» **Work item**
Lines from the one containing "ends the stream." through the end of the data are to be returned exactly, and no others.

» **Given information**
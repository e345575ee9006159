//! Errors returned by state container transitions.

use thiserror::Error;

#[derive(Debug, Clone, PartialEq, Eq, Error)]
pub enum StoreError {
    #[error("conversation not found: {0}")]
    ConversationNotFound(String),

    #[error("message {message_id} not found in conversation {conversation_id}")]
    MessageNotFound {
        conversation_id: String,
        message_id: String,
    },
}
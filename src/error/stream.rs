//! Errors raised while consuming an event stream.

use thiserror::Error;

use crate::sse::DecodeError;
use crate::traits::HttpError;

/// Fatal failure of a running event stream.
///
/// Malformed frames are not errors here; the decoder logs and skips them.
/// Any `StreamError` ends the stream.
#[derive(Debug, Clone, PartialEq, Error)]
pub enum StreamError {
    /// Reading the response body failed.
    #[error("stream transport failed: {0}")]
    Transport(#[from] HttpError),

    /// The decoder was driven after it was closed.
    #[error(transparent)]
    Decode(#[from] DecodeError),
}

impl StreamError {
    /// Short error code for logging.
    pub fn error_code(&self) -> &'static str {
        match self {
            StreamError::Transport(_) => "E_STREAM_TRANSPORT",
            StreamError::Decode(_) => "E_STREAM_DECODE",
        }
    }
}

» **Written answer**
/// Any `StreamError` ends the stream.
#[derive(Debug, Clone, PartialEq, Error)]
pub enum StreamError {
    /// Reading the response body failed.
    #[error("stream transport failed: {0}")]
    Transport(#[from] HttpError),

    /// The decoder was driven after it was closed.
    #[error(transparent)]
    Decode(#[from] DecodeError),
}

impl StreamError {
    /// Short error code for logging.
    pub fn error_code(&self) -> &'static str {
        match self {
            StreamError::Transport(_) => "E_STREAM_TRANSPORT",
            StreamError::Decode(_) => "E_STREAM_DECODE",
        }
    }
}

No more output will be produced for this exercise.